Global memo to Bush: Be involved, but not bossy
The American people may have been deeply divided over their choice of leader, but the rest of the world is remarkably unanimous in its message to the new US president: "Don't ignore us."
"But don't boss us around, either," say political analysts and ordinary citizens from China to Brazil, asked for their advice to the newly reelected President Bush as he looks forward to a second term of office likely to be dominated by the global "war on terror."
Few other countries would have chosen George W. Bush over John Kerry, international polls have revealed. But nobody anywhere doubts the impact that the US president has on his or her life.
If there is one task to which foreigners would like to see Mr. Bush devote himself, to judge by dozens of interviews on four continents, it is to restore America's reputation as a fair and honest arbiter of world affairs, damaged by what many abroad see as the administration's tendency to throw its weight around in its own narrow interests.
"Given that [the president] heads the most powerful nation in the world but that it has the worst reputation of all time, there is a paradox," says Stanley Symington, a retired marketing executive in England. "He should pay more attention to restoring America's reputation in the world, rather than to guarding its security."
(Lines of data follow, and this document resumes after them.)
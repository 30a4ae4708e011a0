//! oxidesc - Compact binary I/O descriptors for a key-addressed object store
//!
//! This crate implements the descriptor protocol used to batch record-level
//! fetch and update operations across a boundary where only flat memory
//! buffers can be exchanged: one side encodes the batch into a Description
//! Buffer, an opaque external engine decodes it, moves payload bytes through
//! per-entry Data Buffers, and writes result metadata back into the same
//! region.
//!
//! # Features
//!
//! - Two-phase encoding: a first-time encode writes every field; reuse
//!   encodes rewrite only what changed and skip invariant slots, so a
//!   descriptor serves many call cycles without reallocating any buffer
//! - Precomputed buffer geometry: every buffer length is known at
//!   construction, before any key or payload exists
//! - Handle-based wire format: data buffers are addressed by opaque handles
//!   resolved through a side table, never by raw memory addresses
//! - Deterministic, idempotent teardown with explicit engine notification
//!
//! # Quick Start
//!
//! ```rust,ignore
//! use oxidesc::{FetchDescriptor, UpdateDescriptor};
//!
//! // Update two records under one top key
//! let mut desc = UpdateDescriptor::new(8, 2, 4096)?;
//! desc.set_top_key("dk01")?;
//! desc.entry_buffer(0)?.put_slice(b"hello");
//! desc.set_entry(0, Some("ak01"), 0)?;
//! desc.encode()?;
//! desc.execute(&mut engine)?;
//! assert!(desc.is_succeeded());
//!
//! // Reuse the same descriptor for the next call
//! desc.reuse()?;
//! ```

#![warn(missing_docs)]

pub mod buffer;
pub mod config;
pub mod desc;
pub mod engine;
pub mod entry;
pub mod error;
pub mod keys;
pub mod pool;

// Re-exports for convenience
pub use buffer::IoBuffer;
pub use desc::{FetchDescriptor, IoDescriptor, UpdateDescriptor};
pub use engine::{BufferHandle, EngineError, EngineRequest, ObjectEngine};
pub use entry::{Entry, Mode};
pub use error::{DescError, Result};

/// Wire-layout constants shared with engine implementations.
pub mod constants {
    /// Width of the native descriptor handle slot at offset 0.
    pub const NATIVE_HANDLE_BYTES: usize = 8;

    /// Width of a key-length or entry-count field.
    pub const LEN_FIELD_BYTES: usize = 2;

    /// Width of an offset or payload-size field.
    pub const RANGE_FIELD_BYTES: usize = 4;

    /// Width of a data-buffer handle slot.
    pub const HANDLE_SLOT_BYTES: usize = 8;

    /// Width of one actual-size slot in the fetch result region.
    pub const ACTUAL_SIZE_BYTES: usize = 4;

    /// Bytes each key character (UTF-16 unit) occupies on the wire.
    pub const BYTES_PER_KEY_CHAR: usize = 2;
}

/// Prelude module for common imports
pub mod prelude {
    pub use crate::buffer::IoBuffer;
    pub use crate::desc::{FetchDescriptor, IoDescriptor, UpdateDescriptor};
    pub use crate::engine::{BufferHandle, EngineRequest, ObjectEngine};
    pub use crate::entry::{Entry, Mode};
    pub use crate::error::{DescError, Result};
}
//! Reuse pool for fixed-capacity I/O buffers.
//!
//! Descriptors that live for many call cycles keep their buffers for their
//! whole lifetime, but callers that churn short-lived descriptors can avoid
//! repeated allocation by drawing buffers from a pool. Buffers check out as
//! [`PooledIoBuffer`] and return to the pool on drop.

use std::sync::{Arc, Weak};

use parking_lot::Mutex;

use crate::buffer::IoBuffer;

/// A buffer checked out from an [`IoBufferPool`].
///
/// Returns to its pool on drop. Checked-out buffers always start with both
/// cursors at zero.
pub struct PooledIoBuffer {
    buffer: Option<IoBuffer>,
    pool: Option<Weak<PoolInner>>,
}

impl PooledIoBuffer {
    /// Create a standalone buffer not backed by any pool.
    pub fn standalone(capacity: usize) -> Self {
        Self {
            buffer: Some(IoBuffer::zeroed(capacity)),
            pool: None,
        }
    }

    /// Access the underlying buffer.
    pub fn buffer(&self) -> &IoBuffer {
        self.buffer
            .as_ref()
            .unwrap_or_else(|| unreachable!("buffer only absent after drop"))
    }

    /// Mutable access to the underlying buffer.
    pub fn buffer_mut(&mut self) -> &mut IoBuffer {
        self.buffer
            .as_mut()
            .unwrap_or_else(|| unreachable!("buffer only absent after drop"))
    }

    /// Detach the buffer from the pool, keeping it alive independently.
    pub fn into_inner(mut self) -> IoBuffer {
        self.pool = None;
        self.buffer
            .take()
            .unwrap_or_else(|| unreachable!("buffer only absent after drop"))
    }
}

impl Drop for PooledIoBuffer {
    fn drop(&mut self) {
        if let Some(weak) = self.pool.take() {
            if let Some(pool) = weak.upgrade() {
                if let Some(buffer) = self.buffer.take() {
                    pool.return_buffer(buffer);
                }
            }
        }
    }
}

struct PoolInner {
    free: Mutex<Vec<IoBuffer>>,
    buffer_capacity: usize,
    max_pooled: usize,
}

impl PoolInner {
    fn return_buffer(&self, buffer: IoBuffer) {
        let mut free = self.free.lock();
        if free.len() < self.max_pooled {
            free.push(buffer);
        }
        // Otherwise just drop it.
    }
}

/// Pool of equally-sized [`IoBuffer`]s.
///
/// Pre-allocates `initial_count` buffers and keeps at most `max_pooled`
/// returned buffers around; checkouts beyond the free list allocate fresh.
pub struct IoBufferPool {
    inner: Arc<PoolInner>,
}

impl IoBufferPool {
    /// Create a pool of buffers with the given per-buffer capacity.
    pub fn new(buffer_capacity: usize, initial_count: usize, max_pooled: usize) -> Self {
        let free = (0..initial_count)
            .map(|_| IoBuffer::zeroed(buffer_capacity))
            .collect();
        Self {
            inner: Arc::new(PoolInner {
                free: Mutex::new(free),
                buffer_capacity,
                max_pooled,
            }),
        }
    }

    /// Check out a buffer, allocating a fresh one if the free list is empty.
    pub fn get(&self) -> PooledIoBuffer {
        let buffer = self.inner.free.lock().pop();
        let mut buffer =
            buffer.unwrap_or_else(|| IoBuffer::zeroed(self.inner.buffer_capacity));
        buffer.clear();
        PooledIoBuffer {
            buffer: Some(buffer),
            pool: Some(Arc::downgrade(&self.inner)),
        }
    }

    /// Number of buffers currently on the free list.
    pub fn available(&self) -> usize {
        self.inner.free.lock().len()
    }

    /// Per-buffer capacity this pool hands out.
    pub fn buffer_capacity(&self) -> usize {
        self.inner.buffer_capacity
    }
}

#[cfg(test)]
mod tests {
    use super::*;

    #[test]
    fn checkout_returns_on_drop() {
        let pool = IoBufferPool::new(64, 2, 4);
        assert_eq!(pool.available(), 2);
        {
            let a = pool.get();
            let b = pool.get();
            assert_eq!(pool.available(), 0);
            assert_eq!(a.buffer().capacity(), 64);
            assert_eq!(b.buffer().capacity(), 64);
        }
        assert_eq!(pool.available(), 2);
    }

    #[test]
    fn empty_pool_allocates_fresh() {
        let pool = IoBufferPool::new(16, 0, 1);
        let mut buf = pool.get();
        buf.buffer_mut().put_u32(7);
        drop(buf);
        assert_eq!(pool.available(), 1);
        // Reused buffers come back with cleared cursors.
        assert_eq!(pool.get().buffer().readable_bytes(), 0);
    }

    #[test]
    fn max_pooled_caps_the_free_list() {
        let pool = IoBufferPool::new(8, 0, 1);
        let a = pool.get();
        let b = pool.get();
        drop(a);
        drop(b);
        assert_eq!(pool.available(), 1);
    }

    #[test]
    fn into_inner_detaches_from_pool() {
        let pool = IoBufferPool::new(8, 1, 1);
        let buf = pool.get().into_inner();
        drop(buf);
        assert_eq!(pool.available(), 0);
    }
}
It would help, suggests Jagjit Bagga, as he walks around a fashionable shopping center in New Delhi, if the president adopted a more diplomatic tone with the rest of the world. "America shouldn't be arrogant when it deals with other countries," he says. "It comes across that what they choose to do, they will do it and then expect others to follow."
That perception undermines international support for American goals, though many people in many countries share them, says Jeanne Lescure, a retired French Metro worker. "I understand that [Bush] is worried about security," she says. "We are all worried about it. But he goes about things the wrong way."
A more productive approach, suggests Karsten Voigt, a top adviser to German Chancellor Gerhard Schröder, would be to pay more attention to America's friends.
"In the end even the world superpower USA needs allies and they can't get any better ones than the Europeans," he told German radio on Wednesday. "And in order to have Europe on their side they need to keep an open ear to our arguments."
The most immediate and crucial test of such efforts, it is widely felt, will come in Iraq, now that even the fiercest opponents of the US-led invasion fear for the international fallout if Baghdad descends into civil war.
"If I could sit down with Bush, the first thing I would do is see how he could leave Iraq in a coherent fashion, with his head high and without dividing the European allies," says Catherine Durandin, an analyst at the Institute for International and Strategic Relations, a think tank in Paris.
That is a goal broadly shared in the Middle East. "This is the issue I care most about," says Sumer Said, a young Egyptian woman who stayed up all night with friends in Cairo to watch the election returns. "I want to see the American forces leave as soon as possible. But it shouldn't be immediately because then there would be chaos. The best thing the American president could do would be to set a timetable for withdrawal."
On very different issues, Latin Americans would also like to see more cooperation from Washington. In particular, they want the US to negotiate a planned free trade agreement "not as another instrument designed to benefit the USA, but rather as something to benefit the continent as a whole," says Geraldo Monteiro, who teaches at the State University of Rio de Janeiro in Brazil.